The reason why I should have taken up backgammon – my boots would have looked fresher

Everything is relative. I have friends who wouldn’t step foot in a ring, but happily ski off-piste in danger zones. Avalanche in the alps or a punch from a Cambridge Mathmo?

The trouble is, it can be quite challenging to get this point across to the uninitiated. Plus trying to get the point across in the sweaty, loud, two-day cattle market known as Freshers’ Fair, where you spend most of the days battling irate Domino’s pizza men getting defensive over their margheritas.

How can we draw people to boxing? Don’t mention ‘accidents’… avoid mentioning knockouts to the girls… mention boxing is open to girls too… avoid awkward domestic violence chat from a new possible boyfriend-girlfriend combination… get girls to sign-up their boyfriends… tell boys there are girls in the gym too… lie about the plethora of stacked eligible gents in the boxing club… send away potential psychos overly keen on MMA… stop Chadders from lifting up my shirt.

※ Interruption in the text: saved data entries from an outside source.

//! Bounded FIFO queue connecting two nodes.
//!
//! A [`Floe`] is a thin, typed wrapper over `tokio::sync::mpsc`: a bounded
//! channel gives us backpressure (`put` suspends the producer once the
//! channel is full) for free, and FIFO ordering is the channel's own
//! guarantee. Multiple producers can hold clones of [`FloeSender`]; there is
//! exactly one [`FloeReceiver`] per floe, matching the spec's "multi-producer
//! / single-consumer" shape.

use crate::error::FloeError;
use tokio::sync::mpsc;

/// Default bounded capacity for a floe when the edge does not override it.
pub const DEFAULT_CAPACITY: usize = 64;

/// Construction-time configuration for one edge's queue.
#[derive(Debug, Clone, Copy)]
pub struct FloeConfig {
    pub capacity: usize,
}

impl Default for FloeConfig {
    fn default() -> Self {
        Self {
            capacity: DEFAULT_CAPACITY,
        }
    }
}

/// The producer half of a floe. Cheap to clone for fan-in.
#[derive(Clone)]
pub struct FloeSender<T> {
    inner: mpsc::Sender<T>,
}

/// The consumer half of a floe. Not cloneable: exactly one consumer per floe.
pub struct FloeReceiver<T> {
    inner: mpsc::Receiver<T>,
}

/// Construct a bounded floe, returning its producer and consumer halves.
pub fn floe<T>(config: FloeConfig) -> (FloeSender<T>, FloeReceiver<T>) {
    let (tx, rx) = mpsc::channel(config.capacity.max(1));
    (FloeSender { inner: tx }, FloeReceiver { inner: rx })
}

impl<T> FloeSender<T> {
    /// Await capacity, then enqueue `item`. This is the only way items enter
    /// a floe; it is the suspension point backpressure is expressed through.
    pub async fn put(&self, item: T) -> Result<(), FloeError> {
        self.inner.send(item).await.map_err(|_| FloeError::Closed)
    }

    /// Enqueue without waiting; fails immediately if the floe is full.
    pub fn put_nowait(&self, item: T) -> Result<(), FloeError> {
        self.inner.try_send(item).map_err(|e| match e {
            mpsc::error::TrySendError::Full(_) => FloeError::Full,
            mpsc::error::TrySendError::Closed(_) => FloeError::Closed,
        })
    }

    pub fn is_closed(&self) -> bool {
        self.inner.is_closed()
    }

    /// Approximate number of items currently queued, derived from the
    /// channel's remaining capacity. Used only for best-effort telemetry on
    /// [`crate::events::FlowEvent`]; tokio's bounded channel does not expose
    /// an exact length.
    pub fn depth_hint(&self) -> usize {
        self.inner.max_capacity() - self.inner.capacity()
    }

    pub fn max_capacity(&self) -> usize {
        self.inner.max_capacity()
    }
}

impl<T> FloeReceiver<T> {
    /// Await the next item in FIFO order.
    pub async fn get(&mut self) -> Option<T> {
        self.inner.recv().await
    }

    /// Pop an item if one is already queued, without suspending.
    pub fn try_get(&mut self) -> Result<T, FloeError> {
        self.inner.try_recv().map_err(|e| match e {
            mpsc::error::TryRecvError::Empty => FloeError::Empty,
            mpsc::error::TryRecvError::Disconnected => FloeError::Closed,
        })
    }

    /// Non-suspending poll used by [`crate::merge::FairMerge`] to implement
    /// fair round-robin selection across several receivers.
    pub(crate) fn poll_get(
        &mut self,
        cx: &mut std::task::Context<'_>,
    ) -> std::task::Poll<Option<T>> {
        self.inner.poll_recv(cx)
    }
}
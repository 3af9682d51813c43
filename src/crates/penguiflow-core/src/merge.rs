//! Fair round-robin selection across a node's inbound floes.
//!
//! SPEC_FULL.md §4.1: "if a node has multiple inbound floes, the runtime
//! selects the next-ready floe fairly (round-robin); no starvation under
//! steady load." `tokio::select!` can't take a runtime-determined branch
//! count, so [`FairMerge`] polls each receiver in turn starting from a
//! rotating cursor, advancing the cursor only on a successful receive so a
//! single busy input can't starve the others.

use crate::floe::FloeReceiver;
use std::future::poll_fn;
use std::task::Poll;

pub struct FairMerge<T> {
    receivers: Vec<FloeReceiver<T>>,
    cursor: usize,
}

impl<T> FairMerge<T> {
    pub fn new(receivers: Vec<FloeReceiver<T>>) -> Self {
        Self {
            receivers,
            cursor: 0,
        }
    }

    pub fn is_empty(&self) -> bool {
        self.receivers.is_empty()
    }

    /// Await the next item from any input, returning its source index.
    /// Resolves to `None` once every input floe has closed.
    pub async fn recv(&mut self) -> Option<(usize, T)> {
        let n = self.receivers.len();
        if n == 0 {
            return None;
        }
        poll_fn(|cx| {
            let mut all_closed = true;
            for offset in 0..n {
                let idx = (self.cursor + offset) % n;
                match self.receivers[idx].poll_get(cx) {
                    Poll::Ready(Some(item)) => {
                        self.cursor = (idx + 1) % n;
                        return Poll::Ready(Some((idx, item)));
                    }
                    Poll::Ready(None) => continue,
                    Poll::Pending => all_closed = false,
                }
            }
            if all_closed {
                Poll::Ready(None)
            } else {
                Poll::Pending
            }
        })
        .await
    }
}

#[cfg(test)]
mod tests {
    use super::*;
    use crate::floe::{floe, FloeConfig};

    #[tokio::test]
    async fn round_robin_is_fair_under_steady_load() {
        let (tx_a, rx_a) = floe::<i32>(FloeConfig { capacity: 8 });
        let (tx_b, rx_b) = floe::<i32>(FloeConfig { capacity: 8 });
        for i in 0..4 {
            tx_a.put(i).await.unwrap();
            tx_b.put(i + 100).await.unwrap();
        }
        let mut merge = FairMerge::new(vec![rx_a, rx_b]);
        let mut sources = Vec::new();
        for _ in 0..8 {
            let (idx, _) = merge.recv().await.unwrap();
            sources.push(idx);
        }
        // both sources alternate; neither is starved of its ready items
        assert_eq!(sources.iter().filter(|&&i| i == 0).count(), 4);
        assert_eq!(sources.iter().filter(|&&i| i == 1).count(), 4);
    }

    #[tokio::test]
    async fn closes_when_all_inputs_drop() {
        let (tx, rx) = floe::<i32>(FloeConfig { capacity: 1 });
        drop(tx);
        let mut merge = FairMerge::new(vec![rx]);
        assert_eq!(merge.recv().await, None);
    }
}
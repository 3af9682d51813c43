//! End-to-end scenarios exercising a running [`Flow`]: linear pipelines,
//! backpressure, streaming, fan-in, retry, deadlines, and cancellation.

use penguiflow_core::{
    join_k, ChunkPayload, Context, FlowOutput, Message, Node, NodeError, NodePolicy,
};
use std::sync::atomic::{AtomicUsize, Ordering};
use std::sync::Arc;
use std::time::Duration;

fn handler_node(
    name: &str,
    f: impl Fn(Context, Message) -> std::pin::Pin<
            Box<dyn std::future::Future<Output = Result<Vec<Message>, NodeError>> + Send>,
        > + Send
        + Sync
        + 'static,
) -> Node {
    Node::new(name, Arc::new(penguiflow_core::FnHandler(f)))
}

/// S1: linear echo. A two-node pipeline preserves trace_id/meta end to end.
#[tokio::test]
async fn linear_echo_preserves_envelope() {
    let upper = handler_node("upper", |_ctx, msg| {
        Box::pin(async move {
            let text = msg.payload.as_str().unwrap_or_default().to_uppercase();
            Ok(vec![msg.with_payload(text.into())])
        })
    });
    let exclaim = handler_node("exclaim", |_ctx, msg| {
        Box::pin(async move {
            let text = format!("{}!", msg.payload.as_str().unwrap_or_default());
            Ok(vec![msg.with_payload(text.into())])
        })
    });

    let edge = upper.to(&exclaim);
    let mut flow = penguiflow_core::Flow::create(vec![upper, exclaim], vec![edge]).unwrap();
    flow.run(None, vec![], None).await.unwrap();

    let msg = Message::new("hi".into(), "trace-1").with_meta_entry("hop", 0.into());
    flow.emit(msg).await.unwrap();

    let out = flow.fetch().await.unwrap();
    match out {
        FlowOutput::Ok(m) => {
            assert_eq!(m.trace_id, "trace-1");
            assert_eq!(m.payload, "HI!".into());
            assert_eq!(m.meta.get("hop"), Some(&0.into()));
        }
        FlowOutput::Err(e) => panic!("unexpected error: {e}"),
    }
    flow.stop().await;
}

/// S2: a slow downstream node suspends its producer instead of dropping
/// envelopes; every item sent still arrives, in order.
#[tokio::test]
async fn backpressure_never_drops() {
    let passthrough = handler_node("fast", |_ctx, msg| Box::pin(async move { Ok(vec![msg]) }));
    let slow = handler_node("slow", |_ctx, msg| {
        Box::pin(async move {
            tokio::time::sleep(Duration::from_millis(5)).await;
            Ok(vec![msg])
        })
    });
    let edge = passthrough.to_with_capacity(&slow, 2);
    let mut flow = penguiflow_core::Flow::create(vec![passthrough, slow], vec![edge]).unwrap();
    flow.run(None, vec![], None).await.unwrap();

    for i in 0..10 {
        flow.emit(Message::new(i.into(), format!("t{i}"))).await.unwrap();
    }

    let mut seen = Vec::new();
    for _ in 0..10 {
        if let FlowOutput::Ok(m) = flow.fetch().await.unwrap() {
            seen.push(m.payload.as_i64().unwrap());
        }
    }
    seen.sort_unstable();
    assert_eq!(seen, (0..10).collect::<Vec<_>>());
    flow.stop().await;
}

/// S3: stream chunks for one `stream_id` arrive with a monotonic sequence
/// and a single final `done` chunk.
#[tokio::test]
async fn stream_chunks_are_monotonic_and_terminated() {
    let streamer = handler_node("streamer", |ctx, msg| {
        Box::pin(async move {
            let trace_id = msg.trace_id.clone();
            for i in 0..3 {
                ctx.emit_chunk(&trace_id, ChunkPayload::Text(format!("chunk-{i}")), i == 2)
                    .await
                    .unwrap();
            }
            Ok(vec![])
        })
    });
    let mut flow = penguiflow_core::Flow::create(vec![streamer], vec![]).unwrap();
    flow.run(None, vec![], None).await.unwrap();
    flow.emit(Message::new("go".into(), "trace-stream")).await.unwrap();

    let mut seqs = Vec::new();
    let mut done_count = 0;
    for _ in 0..3 {
        let chunk = flow.fetch_chunk().await.unwrap();
        seqs.push(chunk.seq);
        if chunk.done {
            done_count += 1;
        }
    }
    assert_eq!(seqs, vec![0, 1, 2]);
    assert_eq!(done_count, 1);
    flow.stop().await;
}

/// S4: `join_k` emits exactly once per trace, aggregating the first `k`
/// arrivals from k independent root producers.
#[tokio::test]
async fn join_k_aggregates_fan_out_once_per_trace() {
    // A node with more than one successor must route explicitly through
    // ctx.emit(value, Some(name)); a returned Vec is only auto-routed for
    // zero or one successor.
    let fan_out = handler_node("fan_out", |ctx, msg| {
        Box::pin(async move {
            for branch in ["a", "b", "c"] {
                ctx.emit(msg.with_payload(branch.into()), Some(branch))
                    .await
                    .unwrap();
            }
            Ok(vec![])
        })
    });
    let a = handler_node("a", |_ctx, msg| Box::pin(async move { Ok(vec![msg]) }));
    let b = handler_node("b", |_ctx, msg| Box::pin(async move { Ok(vec![msg]) }));
    let c = handler_node("c", |_ctx, msg| Box::pin(async move { Ok(vec![msg]) }));
    let join = join_k("join", 3);

    let edges = vec![
        fan_out.to(&a),
        fan_out.to(&b),
        fan_out.to(&c),
        a.to(&join),
        b.to(&join),
        c.to(&join),
    ];
    let mut flow =
        penguiflow_core::Flow::create(vec![fan_out, a, b, c, join], edges).unwrap();
    flow.run(None, vec![], None).await.unwrap();
    flow.emit(Message::new("go".into(), "trace-join")).await.unwrap();

    let out = flow.fetch().await.unwrap();
    match out {
        FlowOutput::Ok(m) => {
            let arr = m.payload.as_array().unwrap();
            assert_eq!(arr.len(), 3);
        }
        FlowOutput::Err(e) => panic!("unexpected error: {e}"),
    }
    flow.stop().await;
}

/// S5: a node that fails twice then succeeds is retried under the policy's
/// backoff, and the retry engine reports the eventual success.
#[tokio::test]
async fn retry_then_success() {
    let attempts = Arc::new(AtomicUsize::new(0));
    let flaky = {
        let attempts = attempts.clone();
        Node::new(
            "flaky",
            Arc::new(penguiflow_core::FnHandler(move |_ctx, msg: Message| {
                let attempts = attempts.clone();
                async move {
                    let n = attempts.fetch_add(1, Ordering::SeqCst);
                    if n < 2 {
                        Err(NodeError::other(std::io::Error::new(
                            std::io::ErrorKind::Other,
                            "transient",
                        )))
                    } else {
                        Ok(vec![msg])
                    }
                }
            })),
        )
        .with_policy(NodePolicy::new().with_retries(5, 0.001, 2.0))
    };
    let mut flow = penguiflow_core::Flow::create(vec![flaky], vec![]).unwrap();
    flow.run(None, vec![], None).await.unwrap();
    flow.emit(Message::new("go".into(), "trace-retry")).await.unwrap();

    let out = flow.fetch().await.unwrap();
    assert!(out.is_ok());
    assert_eq!(attempts.load(Ordering::SeqCst), 3);
    flow.stop().await;
}

/// S6: an envelope whose deadline has already passed is short-circuited
/// before the handler runs, with a `DeadlineExceeded` error on egress.
#[tokio::test]
async fn expired_deadline_short_circuits_before_handler() {
    let called = Arc::new(AtomicUsize::new(0));
    let node = {
        let called = called.clone();
        Node::new(
            "node",
            Arc::new(penguiflow_core::FnHandler(move |_ctx, msg: Message| {
                let called = called.clone();
                async move {
                    called.fetch_add(1, Ordering::SeqCst);
                    Ok(vec![msg])
                }
            })),
        )
    };
    let mut flow = penguiflow_core::Flow::create(vec![node], vec![]).unwrap();
    flow.run(None, vec![], None).await.unwrap();

    let expired = Message::new("go".into(), "trace-deadline").with_deadline(0.0);
    flow.emit(expired).await.unwrap();

    let out = flow.fetch().await.unwrap();
    match out {
        FlowOutput::Err(e) => assert_eq!(e.code, penguiflow_core::FlowErrorCode::DeadlineExceeded),
        FlowOutput::Ok(_) => panic!("expected a deadline error"),
    }
    assert_eq!(called.load(Ordering::SeqCst), 0);
    flow.stop().await;
}

/// S7: cancelling one trace does not affect another trace in flight on the
/// same node.
#[tokio::test]
async fn cancel_is_isolated_per_trace() {
    let node = handler_node("node", |_ctx, msg| {
        Box::pin(async move {
            tokio::time::sleep(Duration::from_millis(10)).await;
            Ok(vec![msg])
        })
    });
    let mut flow = penguiflow_core::Flow::create(vec![node], vec![]).unwrap();
    flow.run(None, vec![], None).await.unwrap();

    flow.emit(Message::new("go".into(), "trace-a")).await.unwrap();
    flow.emit(Message::new("go".into(), "trace-b")).await.unwrap();
    flow.cancel("trace-a");

    let mut survivors = Vec::new();
    for _ in 0..2 {
        if let Some(out) = tokio::time::timeout(Duration::from_millis(200), flow.fetch())
            .await
            .ok()
            .flatten()
        {
            if let FlowOutput::Ok(m) = out {
                survivors.push(m.trace_id);
            }
        }
    }
    assert_eq!(survivors, vec!["trace-b".to_string()]);
    flow.stop().await;
}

The dream team of Double Blue Ed Chadwick and CUABC Secretary Ade Teare somehow managed to get 340 guys and girls signed up at Freshers Fair. and 81 turned up on the first night. The rather limited university sports facilities add to the challenge of turning these guys into boxing machines.

CUABC Vice President Ed Chadwick & Ade Teare show their softer sides at the Freshers’ Fair

Fortunately we have three amazing coaches: Head Coach Ben Blowes and the two assistant coaches Lee Mitchell and Richard ‘Dolph’ Hardy. We probably listen to them more than our lecturers. As exciting as computational modeling of dynamic fluid flow is as a topic, in the short term you are more likely to listen more closely to someone telling you the different ways to defend a right hook to the cranium.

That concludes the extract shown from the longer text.